Thursday, April 17, 2014

Overcoming the Fear of Death


death-painting
Death is always close by. It is almost like your shadow. You may be aware, you may not be aware, but it follows you from the first moment of your life to the very last moment. Death is a process just as life is a process, and they are almost together, like two wheels of a bullock cart. Life cannot exist without death; neither can death exist without life.
Our minds have an insane desire: we want only life and not death. We don’t look at the existential truth, we always cling to our own insane desire. Any desire that goes against nature is insane. And this desire is in almost every living creature, not only human beings. Even the trees are afraid of death, but trees can be forgiven. They are not conscious beings, they are only unconscious — fast asleep.
But you are a little bit awake: you can sense the presence of death.
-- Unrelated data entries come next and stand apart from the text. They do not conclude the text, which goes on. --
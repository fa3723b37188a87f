//! Query-type classification and initial strategy routing.
//!
//! Each query type owns a table of patterns; the type matching the most
//! patterns wins. Long queries and explicit boolean operators are always
//! treated as complex analytical queries.

use chrono::NaiveDate;
use moka::policy::EvictionPolicy;
use moka::sync::Cache;
use parking_lot::Mutex;
use regex::Regex;
use serde::Serialize;
use std::collections::{HashMap, VecDeque};
use std::fmt;
use std::sync::{Arc, LazyLock};
use tracing::debug;

use lifelog_core::clock::{Clock, SystemClock};
use lifelog_core::config::ClassifierConfig;
use lifelog_core::text::unique_tokens;
use lifelog_core::types::SearchStrategy;

use crate::entities;
use crate::temporal::{self, DateRange};

#[derive(Debug, Clone, Copy, PartialEq, Eq, Hash, PartialOrd, Ord, Serialize)]
#[serde(rename_all = "snake_case")]
pub enum QueryType {
    SimpleKeyword,
    DateBased,
    Semantic,
    ComplexAnalytical,
    ActionItem,
    Summary,
}

impl QueryType {
    pub const ALL: [QueryType; 6] = [
        Self::SimpleKeyword,
        Self::DateBased,
        Self::Semantic,
        Self::ComplexAnalytical,
        Self::ActionItem,
        Self::Summary,
    ];

    pub fn as_str(self) -> &'static str {
        match self {
            Self::SimpleKeyword => "simple_keyword",
            Self::DateBased => "date_based",
            Self::Semantic => "semantic",
            Self::ComplexAnalytical => "complex_analytical",
            Self::ActionItem => "action_item",
            Self::Summary => "summary",
        }
    }

    /// Fixed routing table.
    pub fn default_strategy(self, keyword_count: usize) -> SearchStrategy {
        match self {
            Self::SimpleKeyword if keyword_count > 3 => SearchStrategy::Hybrid,
            Self::SimpleKeyword | Self::DateBased => SearchStrategy::Fast,
            Self::Semantic => SearchStrategy::Vector,
            Self::ActionItem | Self::Summary => SearchStrategy::Hybrid,
            Self::ComplexAnalytical => SearchStrategy::Reasoning,
        }
    }
}

impl fmt::Display for QueryType {
    fn fmt(&self, f: &mut fmt::Formatter<'_>) -> fmt::Result {
        f.write_str(self.as_str())
    }
}

#[derive(Debug, Clone, Default, PartialEq, Eq, Serialize)]
#[serde(rename_all = "camelCase")]
pub struct ExtractedEntities {
    pub keywords: Vec<String>,
    pub dates: Vec<NaiveDate>,
    pub date_ranges: Vec<DateRange>,
    pub actions: Vec<String>,
    pub topics: Vec<String>,
}

#[derive(Debug, Clone, PartialEq, Serialize)]
#[serde(rename_all = "camelCase")]
pub struct QueryClassification {
    #[serde(rename = "type")]
    pub query_type: QueryType,
    /// In `[0, 1]`.
    pub confidence: f64,
    pub extracted_entities: ExtractedEntities,
    pub suggested_strategy: SearchStrategy,
    pub estimated_response_time_ms: u64,
}

/// Score ties resolve to the earlier row; simple keyword comes last so it is
/// only chosen when nothing more specific matches.
static PATTERN_TABLE: LazyLock<Vec<(QueryType, Vec<Regex>)>> = LazyLock::new(|| {
    let rows: [(QueryType, &[&str]); 6] = [
        (QueryType::DateBased, &[
            r"\b(?:today|tonight|yesterday|tomorrow|last\s+(?:week|month|year|night)|this\s+(?:week|month|year|morning))\b",
            r"\b\d+\s+(?:day|week|month)s?\s+ago\b|\b(?:last|past)\s+\d+\s+(?:day|week|month)s?\b",
            r"\b(?:monday|tuesday|wednesday|thursday|friday|saturday|sunday)\b",
            r"\b\d{4}-\d{2}-\d{2}\b|\b(?:january|february|march|april|june|july|august|september|october|november|december)\b",
            r"^\s*when\b|\b(?:schedule|calendar|date)\b",
        ]),
        (QueryType::Semantic, &[
            r"\b(?:about|regarding|concerning|related to|similar to|like)\b",
            r"\b(?:feel|felt|think|thought|opinion|mood|impression)s?\b",
            r"\b(?:discuss(?:ed|ion)?|conversation|talk(?:ed)?)\b",
            r"^\s*(?:what|how)\b.*\b(?:mean|idea|ideas|concept)\b",
        ]),
        (QueryType::ComplexAnalytical, &[
            r"\b(?:analy[sz]e|analysis|compare|comparison|trends?|patterns?|correlat\w*|insights?|breakdown|evaluate|versus|vs\.?)\b",
            r"\b(?:why did|how come|what caused|impact of|relationship between|effect of)\b",
            r"\b(?:over time|across|between .+ and)\b",
        ]),
        (QueryType::ActionItem, &[
            r"\b(?:todos?|to-dos?|action items?|tasks?|follow[- ]?ups?|next steps)\b",
            r"\b(?:need to|have to|must|should|promised|committed|assigned|deadline|remind)\b",
            r"\b(?:what do i need|what should i|what did i (?:promise|commit))\b",
        ]),
        (QueryType::Summary, &[
            r"\b(?:summar\w*|recap|overview|highlights|digest|tl;?dr|key points|main points)\b",
            r"\b(?:what happened|how was|how did .+ go)\b",
        ]),
        (QueryType::SimpleKeyword, &[r#"^\s*[\w'-]+(?:\s+[\w'-]+){0,2}\s*$"#, r#"^\s*"[^"]+"\s*$"#]),
    ];
    rows.into_iter()
        .map(|(ty, patterns)| (ty, patterns.iter().filter_map(|p| Regex::new(&format!("(?i){p}")).ok()).collect()))
        .collect()
});

static RE_BOOLEAN: LazyLock<Option<Regex>> = LazyLock::new(|| Regex::new(r"\b(?:AND|OR|NOT)\b|&&|\|\|").ok());

const OVERRIDE_CONFIDENCE: f64 = 0.8;
const ENTITY_BOOST: f64 = 0.2;
const TIMING_WINDOW: usize = 100;

/// Rolling mean over the most recent samples.
#[derive(Debug, Default)]
struct RollingAverage {
    samples: VecDeque<u64>,
    sum: u64,
}

impl RollingAverage {
    fn push(&mut self, ms: u64) {
        self.samples.push_back(ms);
        self.sum += ms;
        if self.samples.len() > TIMING_WINDOW {
            if let Some(old) = self.samples.pop_front() {
                self.sum -= old;
            }
        }
    }

    fn mean(&self) -> Option<u64> {
        let n = self.samples.len() as u64;
        (n > 0).then(|| self.sum / n)
    }
}

pub struct QueryClassifier {
    clock: Arc<dyn Clock>,
    config: ClassifierConfig,
    cache: Cache<String, QueryClassification>,
    timings: Mutex<HashMap<QueryType, RollingAverage>>,
}

impl QueryClassifier {
    pub fn new(clock: Arc<dyn Clock>, config: ClassifierConfig) -> Self {
        let cache = Cache::builder()
            .max_capacity(config.cache_capacity)
            .eviction_policy(EvictionPolicy::lru())
            .build();
        Self { clock, config, cache, timings: Mutex::new(HashMap::new()) }
    }

    /// Classifies `query`, memoized by its exact (trimmed) text.
    pub fn classify(&self, query: &str) -> QueryClassification {
        let key = query.trim().to_string();
        if let Some(hit) = self.cache.get(&key) {
            return hit;
        }
        let classification = self.classify_uncached(&key);
        debug!(query = %key, query_type = %classification.query_type, confidence = classification.confidence, "classified");
        self.cache.insert(key, classification.clone());
        classification
    }

    /// Telemetry only: feeds `estimated_response_time_ms` and nothing else.
    pub fn record_response_time(&self, query_type: QueryType, ms: u64) {
        self.timings.lock().entry(query_type).or_default().push(ms);
    }

    pub fn average_response_time(&self, query_type: QueryType) -> Option<u64> {
        self.timings.lock().get(&query_type).and_then(RollingAverage::mean)
    }

    pub fn clear_cache(&self) {
        self.cache.invalidate_all();
    }

    fn classify_uncached(&self, query: &str) -> QueryClassification {
        let resolved = temporal::resolve(query, self.clock.today());
        let extracted_entities = ExtractedEntities {
            keywords: unique_tokens(&resolved.stripped),
            dates: resolved.info.dates(),
            date_ranges: resolved.info.ranges(),
            actions: entities::actions(query),
            topics: entities::topics(query),
        };

        let scores = pattern_scores(query);
        let total: usize = scores.iter().map(|(_, s)| s).sum();
        let (mut query_type, best) = scores
            .iter()
            .copied()
            .fold((QueryType::SimpleKeyword, 0), |acc, (ty, s)| if s > acc.1 { (ty, s) } else { acc });
        let mut confidence = if total == 0 { 0.5 } else { best as f64 / total as f64 };

        let word_count = query.split_whitespace().count();
        let boolean = RE_BOOLEAN.as_ref().is_some_and(|re| re.is_match(query));
        if word_count > self.config.complex_word_count || boolean {
            query_type = QueryType::ComplexAnalytical;
            confidence = confidence.max(OVERRIDE_CONFIDENCE);
        }
        if has_supporting_entities(query_type, &extracted_entities) {
            confidence = (confidence + ENTITY_BOOST).min(1.0);
        }

        let suggested_strategy = query_type.default_strategy(extracted_entities.keywords.len());
        let estimated_response_time_ms =
            self.average_response_time(query_type).unwrap_or_else(|| default_estimate(suggested_strategy));
        QueryClassification {
            query_type,
            confidence,
            extracted_entities,
            suggested_strategy,
            estimated_response_time_ms,
        }
    }
}

impl Default for QueryClassifier {
    fn default() -> Self {
        Self::new(Arc::new(SystemClock), ClassifierConfig::default())
    }
}

/// Number of matching patterns per type, in table order.
pub fn pattern_scores(query: &str) -> Vec<(QueryType, usize)> {
    PATTERN_TABLE.iter().map(|(ty, patterns)| (*ty, patterns.iter().filter(|re| re.is_match(query)).count())).collect()
}

fn has_supporting_entities(query_type: QueryType, e: &ExtractedEntities) -> bool {
    match query_type {
        QueryType::DateBased => !e.dates.is_empty() || !e.date_ranges.is_empty(),
        QueryType::ActionItem => !e.actions.is_empty(),
        QueryType::Semantic | QueryType::Summary | QueryType::ComplexAnalytical => !e.topics.is_empty(),
        QueryType::SimpleKeyword => !e.keywords.is_empty(),
    }
}

fn default_estimate(strategy: SearchStrategy) -> u64 {
    match strategy {
        SearchStrategy::Fast => 50,
        SearchStrategy::Vector => 200,
        SearchStrategy::Hybrid | SearchStrategy::Parallel => 300,
        SearchStrategy::Reasoning => 3_000,
    }
}

#[cfg(test)]
mod tests {
    use super::*;
    use chrono::{TimeZone, Utc};
    use lifelog_core::clock::FixedClock;

    fn classifier() -> QueryClassifier {
        let now = Utc.with_ymd_and_hms(2024, 3, 15, 9, 0, 0).single().expect("valid");
        QueryClassifier::new(Arc::new(FixedClock::new(now)), ClassifierConfig::default())
    }

    #[test]
    fn classifies_by_pattern_count() {
        let c = classifier();
        assert_eq!(c.classify("what happened yesterday").query_type, QueryType::DateBased);
        assert_eq!(c.classify("how did I feel about the move").query_type, QueryType::Semantic);
        assert_eq!(c.classify("what are my action items").query_type, QueryType::ActionItem);
        assert_eq!(c.classify("recap of the offsite").query_type, QueryType::Summary);
        assert_eq!(c.classify("smoothie king").query_type, QueryType::SimpleKeyword);
    }

    #[test]
    fn date_queries_get_entity_boost_and_fast_route() {
        let c = classifier().classify("yesterday");
        assert_eq!(c.query_type, QueryType::DateBased);
        assert_eq!(c.extracted_entities.dates, vec![NaiveDate::from_ymd_opt(2024, 3, 14).expect("valid")]);
        // Ties with the one-word keyword pattern (0.5), plus the date boost.
        assert!((c.confidence - 0.7).abs() < 1e-9);
        assert_eq!(c.suggested_strategy, SearchStrategy::Fast);
    }

    #[test]
    fn long_or_boolean_queries_are_complex() {
        let c = classifier();
        let long = "tell me everything we said about the new office lease and the moving company and the furniture budget";
        assert_eq!(c.classify(long).query_type, QueryType::ComplexAnalytical);
        let boolean = c.classify("budget AND hiring");
        assert_eq!(boolean.query_type, QueryType::ComplexAnalytical);
        assert_eq!(boolean.suggested_strategy, SearchStrategy::Reasoning);
    }

    #[test]
    fn many_keywords_route_to_hybrid() {
        let c = classifier().classify("smoothie king lunch receipt budget");
        assert_eq!(c.query_type, QueryType::SimpleKeyword);
        assert_eq!(c.suggested_strategy, SearchStrategy::Hybrid);
    }

    #[test]
    fn response_times_only_change_estimates() {
        let c = classifier();
        let before = c.classify("smoothie king");
        c.record_response_time(QueryType::SimpleKeyword, 10);
        c.record_response_time(QueryType::SimpleKeyword, 30);
        assert_eq!(c.average_response_time(QueryType::SimpleKeyword), Some(20));
        c.clear_cache();
        let after = c.classify("smoothie king");
        assert_eq!(after.estimated_response_time_ms, 20);
        assert_eq!(after.query_type, before.query_type);
        assert!((after.confidence - before.confidence).abs() < f64::EPSILON);
    }
}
Hence the possibility opens for a deeper understanding, that life and death are all together, two extremes of one energy. Life is the active force and death is the inactive force. Life is the positive electricity and death is the negative electricity, but they cannot be separated.
Life is an opportunity. Death is the end of the rope. If you understand death your life will become intense and total. But instead of understanding death, you become overwhelmed by it. Hence the heart starts trembling with fear. And fear is not going to help at all, fear is going to cloud your mind even more. Out of fear, there has never been any understanding.
So whenever you feel fear, it is a tremendous opportunity to understand that life is momentary, it is ephemeral, it is made of the same stuff as dreams are made of. How real the dream looks when you are asleep — in fact, more real than your experiences when you are awake. You may have never thought about it, but while you are awake you can doubt: “Perhaps what I am seeing may be just a dream.” I may be a dream, you may be a dream, this whole communion may be happening just as a dream. Soon you will be awake and you will find, “My God! It was just a dream.”
There is a possibility when you are awake to suspect, to doubt the reality that surrounds you. But when you are asleep, you cannot even doubt the existence of the dream. It is so real, it is more real than reality. Have you ever doubted any dream, thinking that perhaps what you are seeing is a dream? The moment you doubt, you are awake, and the dream is immediately finished. The dream can remain there only if you are totally asleep, so deep that no doubt, no suspicion, can arise in you.
But to those who have understood both life and death as nothing but two aspects of one reality, the dream and the so-called reality of your waking consciousness are not basically different. Just as in the morning you wake up and the dream life is finished, one day in death you wake up into another reality and all that was real up to then — for seventy years — becomes just a dream. Not even a trace of it is left anywhere in your consciousness.
Death is a constant reminder that, “I can come any moment. Be prepared.” And what is the preparation? The preparation is: live life so totally, so intensely, be so aflame with it that when death comes there is no complaint, there is no grudge. You are absolutely ready because you have lived life so totally, you have known all its mysteries — there is no point in living anymore. Death has come exactly at the right time, when you may have thought to die yourself. I call that death perfect which comes at the moment when you yourself may have thought, “It is enough.”
Death comes and you understand that life has been lived totally, so now there is no point to go on breathing and go on waking and sleeping unnecessarily — because nothing new is going to happen. Now everything is past and there is no future. In such a moment, death is a welcome guest. And unless you are ready to welcome death, know well that you have missed life. Those who feel sadness and fear about death are the people who have missed the train. But in our unconsciousness, we are all continuously missing the train. The train is moving every moment, just in front of you, but somehow you go on missing.